* _TASK DESCRIPTION_: There is one span to output from the data below: the lines starting at the line with "let map = TileMap::flat(4, 2, 64);" and ending at the line with "let mut miscounted". Output it exactly, ends included, nothing more.

* _RECORDS SUPPLIED_:
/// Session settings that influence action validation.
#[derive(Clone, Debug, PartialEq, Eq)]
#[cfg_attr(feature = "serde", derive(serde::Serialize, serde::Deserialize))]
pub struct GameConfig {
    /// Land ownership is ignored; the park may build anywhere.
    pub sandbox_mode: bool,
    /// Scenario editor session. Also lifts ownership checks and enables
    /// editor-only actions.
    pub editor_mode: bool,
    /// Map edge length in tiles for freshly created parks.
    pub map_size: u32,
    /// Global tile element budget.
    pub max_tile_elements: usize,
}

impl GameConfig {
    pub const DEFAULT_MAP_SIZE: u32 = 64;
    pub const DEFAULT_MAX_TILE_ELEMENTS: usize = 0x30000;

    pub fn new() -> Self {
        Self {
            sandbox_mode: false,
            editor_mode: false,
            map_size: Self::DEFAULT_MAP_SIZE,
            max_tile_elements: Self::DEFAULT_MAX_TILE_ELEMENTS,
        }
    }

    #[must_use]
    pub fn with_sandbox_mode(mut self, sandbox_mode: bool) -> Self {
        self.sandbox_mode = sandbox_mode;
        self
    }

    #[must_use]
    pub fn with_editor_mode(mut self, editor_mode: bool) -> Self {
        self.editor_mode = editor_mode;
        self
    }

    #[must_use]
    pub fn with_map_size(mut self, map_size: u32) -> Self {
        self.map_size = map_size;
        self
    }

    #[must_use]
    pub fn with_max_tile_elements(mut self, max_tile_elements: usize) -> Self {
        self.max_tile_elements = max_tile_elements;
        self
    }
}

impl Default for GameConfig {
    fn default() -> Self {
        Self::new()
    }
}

==

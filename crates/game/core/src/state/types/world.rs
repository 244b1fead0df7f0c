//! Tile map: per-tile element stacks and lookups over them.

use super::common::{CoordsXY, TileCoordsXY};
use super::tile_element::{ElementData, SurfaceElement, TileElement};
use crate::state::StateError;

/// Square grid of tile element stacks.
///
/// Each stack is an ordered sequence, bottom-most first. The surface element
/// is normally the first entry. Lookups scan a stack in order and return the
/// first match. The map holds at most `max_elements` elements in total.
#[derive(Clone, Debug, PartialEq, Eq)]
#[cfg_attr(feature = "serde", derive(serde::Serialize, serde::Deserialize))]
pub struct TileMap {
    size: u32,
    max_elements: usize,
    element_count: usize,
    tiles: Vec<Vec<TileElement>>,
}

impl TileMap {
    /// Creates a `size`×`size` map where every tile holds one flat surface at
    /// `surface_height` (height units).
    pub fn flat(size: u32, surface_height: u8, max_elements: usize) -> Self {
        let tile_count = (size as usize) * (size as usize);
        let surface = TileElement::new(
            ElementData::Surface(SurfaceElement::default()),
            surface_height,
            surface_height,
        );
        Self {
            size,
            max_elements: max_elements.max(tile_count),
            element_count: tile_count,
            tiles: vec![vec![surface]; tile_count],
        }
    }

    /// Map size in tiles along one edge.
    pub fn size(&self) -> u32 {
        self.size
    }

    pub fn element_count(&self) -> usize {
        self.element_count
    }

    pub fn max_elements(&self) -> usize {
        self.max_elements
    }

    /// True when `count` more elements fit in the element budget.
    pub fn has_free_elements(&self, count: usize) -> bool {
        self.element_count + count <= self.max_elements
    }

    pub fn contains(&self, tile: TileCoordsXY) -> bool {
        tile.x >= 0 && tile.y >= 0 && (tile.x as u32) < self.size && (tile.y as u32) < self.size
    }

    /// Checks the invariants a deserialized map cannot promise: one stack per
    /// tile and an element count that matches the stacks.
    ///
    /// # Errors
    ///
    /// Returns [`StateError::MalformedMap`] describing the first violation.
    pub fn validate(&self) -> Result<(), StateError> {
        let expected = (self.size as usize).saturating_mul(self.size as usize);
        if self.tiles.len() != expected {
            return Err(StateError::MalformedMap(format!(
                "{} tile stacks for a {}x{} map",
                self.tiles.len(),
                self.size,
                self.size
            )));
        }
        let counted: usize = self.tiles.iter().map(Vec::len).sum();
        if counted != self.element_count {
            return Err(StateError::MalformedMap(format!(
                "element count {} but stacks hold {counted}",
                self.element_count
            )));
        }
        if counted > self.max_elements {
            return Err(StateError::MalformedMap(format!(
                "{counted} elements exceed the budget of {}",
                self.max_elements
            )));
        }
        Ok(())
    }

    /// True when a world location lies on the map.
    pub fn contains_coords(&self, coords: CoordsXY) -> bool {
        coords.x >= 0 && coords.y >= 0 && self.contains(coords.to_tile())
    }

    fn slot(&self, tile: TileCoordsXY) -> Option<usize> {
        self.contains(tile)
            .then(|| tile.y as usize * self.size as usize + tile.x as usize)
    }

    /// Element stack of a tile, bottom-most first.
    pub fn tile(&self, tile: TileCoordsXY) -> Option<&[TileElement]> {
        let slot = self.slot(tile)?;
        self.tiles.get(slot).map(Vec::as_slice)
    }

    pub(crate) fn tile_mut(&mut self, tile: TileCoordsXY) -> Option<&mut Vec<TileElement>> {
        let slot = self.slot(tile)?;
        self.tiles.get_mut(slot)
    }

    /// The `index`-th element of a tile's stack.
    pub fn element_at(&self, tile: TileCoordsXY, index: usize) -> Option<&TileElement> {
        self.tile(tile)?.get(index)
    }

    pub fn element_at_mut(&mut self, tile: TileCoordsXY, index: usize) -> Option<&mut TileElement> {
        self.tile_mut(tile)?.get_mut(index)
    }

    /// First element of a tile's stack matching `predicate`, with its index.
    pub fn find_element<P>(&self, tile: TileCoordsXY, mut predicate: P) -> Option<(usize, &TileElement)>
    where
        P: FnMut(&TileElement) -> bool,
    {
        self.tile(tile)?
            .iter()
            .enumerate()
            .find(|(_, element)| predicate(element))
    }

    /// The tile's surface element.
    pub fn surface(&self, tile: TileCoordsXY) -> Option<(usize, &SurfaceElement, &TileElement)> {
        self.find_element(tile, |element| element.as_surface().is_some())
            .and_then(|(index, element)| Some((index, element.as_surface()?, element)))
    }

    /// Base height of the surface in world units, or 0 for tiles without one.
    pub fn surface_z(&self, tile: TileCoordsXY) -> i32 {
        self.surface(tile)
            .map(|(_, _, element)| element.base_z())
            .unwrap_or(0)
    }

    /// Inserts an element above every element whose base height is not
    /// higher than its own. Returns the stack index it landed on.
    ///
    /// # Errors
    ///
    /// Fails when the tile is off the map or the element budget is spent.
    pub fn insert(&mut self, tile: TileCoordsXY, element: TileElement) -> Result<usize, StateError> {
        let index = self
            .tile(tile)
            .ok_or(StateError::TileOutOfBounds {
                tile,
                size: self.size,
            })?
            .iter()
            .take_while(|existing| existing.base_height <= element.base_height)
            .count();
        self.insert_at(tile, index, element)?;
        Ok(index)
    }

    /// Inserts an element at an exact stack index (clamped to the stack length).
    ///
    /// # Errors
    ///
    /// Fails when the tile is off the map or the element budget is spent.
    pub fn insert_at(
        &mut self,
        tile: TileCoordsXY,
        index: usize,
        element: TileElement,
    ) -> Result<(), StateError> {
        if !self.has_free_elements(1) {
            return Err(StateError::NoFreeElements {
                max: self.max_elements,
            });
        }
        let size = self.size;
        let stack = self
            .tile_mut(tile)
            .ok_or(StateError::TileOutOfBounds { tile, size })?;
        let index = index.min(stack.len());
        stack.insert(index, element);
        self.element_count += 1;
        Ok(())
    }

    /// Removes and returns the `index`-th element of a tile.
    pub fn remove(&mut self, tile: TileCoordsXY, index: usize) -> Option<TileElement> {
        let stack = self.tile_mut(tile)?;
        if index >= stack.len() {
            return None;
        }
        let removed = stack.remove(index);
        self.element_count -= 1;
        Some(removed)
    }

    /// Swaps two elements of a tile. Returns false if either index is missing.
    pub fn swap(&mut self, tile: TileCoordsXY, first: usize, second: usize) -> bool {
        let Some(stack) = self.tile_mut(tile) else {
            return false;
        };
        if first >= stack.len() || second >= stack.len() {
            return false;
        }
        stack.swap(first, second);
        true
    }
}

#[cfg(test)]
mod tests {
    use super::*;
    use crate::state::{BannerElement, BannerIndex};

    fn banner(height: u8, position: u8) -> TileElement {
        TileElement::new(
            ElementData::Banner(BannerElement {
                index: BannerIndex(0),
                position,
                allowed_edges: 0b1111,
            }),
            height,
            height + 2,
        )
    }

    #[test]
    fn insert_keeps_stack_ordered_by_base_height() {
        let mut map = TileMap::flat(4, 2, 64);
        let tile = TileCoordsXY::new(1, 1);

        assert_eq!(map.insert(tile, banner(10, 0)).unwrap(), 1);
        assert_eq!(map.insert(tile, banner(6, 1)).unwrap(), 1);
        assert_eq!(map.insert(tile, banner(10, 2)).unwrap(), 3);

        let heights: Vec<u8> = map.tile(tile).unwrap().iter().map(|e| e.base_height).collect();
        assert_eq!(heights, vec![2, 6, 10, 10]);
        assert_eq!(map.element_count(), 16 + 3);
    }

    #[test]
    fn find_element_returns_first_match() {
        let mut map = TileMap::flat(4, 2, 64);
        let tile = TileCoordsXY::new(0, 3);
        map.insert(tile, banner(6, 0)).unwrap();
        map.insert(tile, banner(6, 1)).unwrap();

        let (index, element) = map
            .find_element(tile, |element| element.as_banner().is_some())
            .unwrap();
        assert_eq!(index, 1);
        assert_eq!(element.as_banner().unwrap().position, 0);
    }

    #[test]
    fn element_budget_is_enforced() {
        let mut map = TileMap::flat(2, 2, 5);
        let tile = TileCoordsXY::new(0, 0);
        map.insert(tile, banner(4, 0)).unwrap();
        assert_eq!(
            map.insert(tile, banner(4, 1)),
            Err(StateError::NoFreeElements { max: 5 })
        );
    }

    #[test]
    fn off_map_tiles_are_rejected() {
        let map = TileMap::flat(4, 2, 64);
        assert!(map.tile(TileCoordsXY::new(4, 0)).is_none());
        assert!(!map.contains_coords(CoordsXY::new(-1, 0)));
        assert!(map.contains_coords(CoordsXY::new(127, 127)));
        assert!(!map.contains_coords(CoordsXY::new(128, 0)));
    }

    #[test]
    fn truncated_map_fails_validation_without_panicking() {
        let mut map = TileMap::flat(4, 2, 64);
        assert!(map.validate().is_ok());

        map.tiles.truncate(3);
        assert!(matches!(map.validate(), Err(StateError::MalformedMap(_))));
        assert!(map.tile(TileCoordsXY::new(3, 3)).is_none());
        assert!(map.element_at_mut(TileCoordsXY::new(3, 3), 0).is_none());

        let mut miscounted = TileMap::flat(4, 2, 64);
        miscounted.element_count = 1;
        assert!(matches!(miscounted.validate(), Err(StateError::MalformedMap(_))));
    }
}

* _PROBLEM SOLUTION_:
        let map = TileMap::flat(4, 2, 64);
        assert!(map.tile(TileCoordsXY::new(4, 0)).is_none());
        assert!(!map.contains_coords(CoordsXY::new(-1, 0)));
        assert!(map.contains_coords(CoordsXY::new(127, 127)));
        assert!(!map.contains_coords(CoordsXY::new(128, 0)));
    }

    #[test]
    fn truncated_map_fails_validation_without_panicking() {
        let mut map = TileMap::flat(4, 2, 64);
        assert!(map.validate().is_ok());

        map.tiles.truncate(3);
        assert!(matches!(map.validate(), Err(StateError::MalformedMap(_))));
        assert!(map.tile(TileCoordsXY::new(3, 3)).is_none());
        assert!(map.element_at_mut(TileCoordsXY::new(3, 3), 0).is_none());

        let mut miscounted = TileMap::flat(4, 2, 64);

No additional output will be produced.